* Task data *
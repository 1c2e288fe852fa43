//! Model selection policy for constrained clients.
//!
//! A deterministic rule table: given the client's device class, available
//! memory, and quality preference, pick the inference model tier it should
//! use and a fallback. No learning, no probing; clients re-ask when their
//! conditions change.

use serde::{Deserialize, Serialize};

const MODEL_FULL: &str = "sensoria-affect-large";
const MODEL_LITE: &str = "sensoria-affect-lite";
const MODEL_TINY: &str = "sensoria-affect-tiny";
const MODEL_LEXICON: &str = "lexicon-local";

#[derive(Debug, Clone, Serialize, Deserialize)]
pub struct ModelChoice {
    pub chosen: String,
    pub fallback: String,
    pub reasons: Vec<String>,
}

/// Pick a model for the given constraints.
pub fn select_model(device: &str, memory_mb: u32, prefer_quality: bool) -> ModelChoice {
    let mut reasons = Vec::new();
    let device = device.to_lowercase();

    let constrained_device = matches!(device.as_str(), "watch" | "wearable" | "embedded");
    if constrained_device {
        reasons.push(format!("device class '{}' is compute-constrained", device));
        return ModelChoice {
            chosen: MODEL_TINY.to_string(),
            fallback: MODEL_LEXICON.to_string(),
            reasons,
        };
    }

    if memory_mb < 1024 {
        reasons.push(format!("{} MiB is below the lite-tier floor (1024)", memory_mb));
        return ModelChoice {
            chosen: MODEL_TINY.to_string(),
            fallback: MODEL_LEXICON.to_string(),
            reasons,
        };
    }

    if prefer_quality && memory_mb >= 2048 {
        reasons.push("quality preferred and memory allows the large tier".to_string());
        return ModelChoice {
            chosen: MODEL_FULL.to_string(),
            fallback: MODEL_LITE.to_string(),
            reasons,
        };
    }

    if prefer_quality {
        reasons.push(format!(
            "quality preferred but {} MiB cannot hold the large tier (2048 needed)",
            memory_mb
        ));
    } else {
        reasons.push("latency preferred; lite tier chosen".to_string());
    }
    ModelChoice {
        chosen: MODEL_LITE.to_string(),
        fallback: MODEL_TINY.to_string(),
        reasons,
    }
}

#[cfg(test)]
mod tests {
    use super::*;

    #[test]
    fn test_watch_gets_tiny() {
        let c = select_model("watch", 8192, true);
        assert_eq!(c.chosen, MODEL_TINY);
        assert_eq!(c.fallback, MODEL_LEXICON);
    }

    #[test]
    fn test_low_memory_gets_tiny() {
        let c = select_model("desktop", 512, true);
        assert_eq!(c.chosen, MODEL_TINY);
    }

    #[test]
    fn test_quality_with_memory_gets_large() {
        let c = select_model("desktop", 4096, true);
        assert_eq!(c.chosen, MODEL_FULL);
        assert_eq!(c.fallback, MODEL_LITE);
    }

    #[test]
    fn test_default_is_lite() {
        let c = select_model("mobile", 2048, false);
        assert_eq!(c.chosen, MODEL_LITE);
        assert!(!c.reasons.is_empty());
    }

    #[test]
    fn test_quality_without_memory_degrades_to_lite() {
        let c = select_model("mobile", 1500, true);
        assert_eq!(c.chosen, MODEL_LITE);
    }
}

* Exercise instructions *
All of the data needs to be repeated exactly.

* Worked solution *
repository 1c2e288fe852fa43
//! Model selection policy for constrained clients.
//!
//! A deterministic rule table: given the client's device class, available
//! memory, and quality preference, pick the inference model tier it should
//! use and a fallback. No learning, no probing; clients re-ask when their
//! conditions change.

use serde::{Deserialize, Serialize};

const MODEL_FULL: &str = "sensoria-affect-large";
const MODEL_LITE: &str = "sensoria-affect-lite";
const MODEL_TINY: &str = "sensoria-affect-tiny";
const MODEL_LEXICON: &str = "lexicon-local";

#[derive(Debug, Clone, Serialize, Deserialize)]
pub struct ModelChoice {
    pub chosen: String,
    pub fallback: String,
    pub reasons: Vec<String>,
}

/// Pick a model for the given constraints.
pub fn select_model(device: &str, memory_mb: u32, prefer_quality: bool) -> ModelChoice {
    let mut reasons = Vec::new();
    let device = device.to_lowercase();

    let constrained_device = matches!(device.as_str(), "watch" | "wearable" | "embedded");
    if constrained_device {
        reasons.push(format!("device class '{}' is compute-constrained", device));
        return ModelChoice {
            chosen: MODEL_TINY.to_string(),
            fallback: MODEL_LEXICON.to_string(),
            reasons,
        };
    }

    if memory_mb < 1024 {
        reasons.push(format!("{} MiB is below the lite-tier floor (1024)", memory_mb));
        return ModelChoice {
            chosen: MODEL_TINY.to_string(),
            fallback: MODEL_LEXICON.to_string(),
            reasons,
        };
    }

    if prefer_quality && memory_mb >= 2048 {
        reasons.push("quality preferred and memory allows the large tier".to_string());
        return ModelChoice {
            chosen: MODEL_FULL.to_string(),
            fallback: MODEL_LITE.to_string(),
            reasons,
        };
    }

    if prefer_quality {
        reasons.push(format!(
            "quality preferred but {} MiB cannot hold the large tier (2048 needed)",
            memory_mb
        ));
    } else {
        reasons.push("latency preferred; lite tier chosen".to_string());
    }
    ModelChoice {
        chosen: MODEL_LITE.to_string(),
        fallback: MODEL_TINY.to_string(),
        reasons,
    }
}

#[cfg(test)]
mod tests {
    use super::*;

    #[test]
    fn test_watch_gets_tiny() {
        let c = select_model("watch", 8192, true);
        assert_eq!(c.chosen, MODEL_TINY);
        assert_eq!(c.fallback, MODEL_LEXICON);
    }

    #[test]
    fn test_low_memory_gets_tiny() {
        let c = select_model("desktop", 512, true);
        assert_eq!(c.chosen, MODEL_TINY);
    }

    #[test]
    fn test_quality_with_memory_gets_large() {
        let c = select_model("desktop", 4096, true);
        assert_eq!(c.chosen, MODEL_FULL);
        assert_eq!(c.fallback, MODEL_LITE);
    }

    #[test]
    fn test_default_is_lite() {
        let c = select_model("mobile", 2048, false);
        assert_eq!(c.chosen, MODEL_LITE);
        assert!(!c.reasons.is_empty());
    }

    #[test]
    fn test_quality_without_memory_degrades_to_lite() {
        let c = select_model("mobile", 1500, true);
        assert_eq!(c.chosen, MODEL_LITE);
    }
}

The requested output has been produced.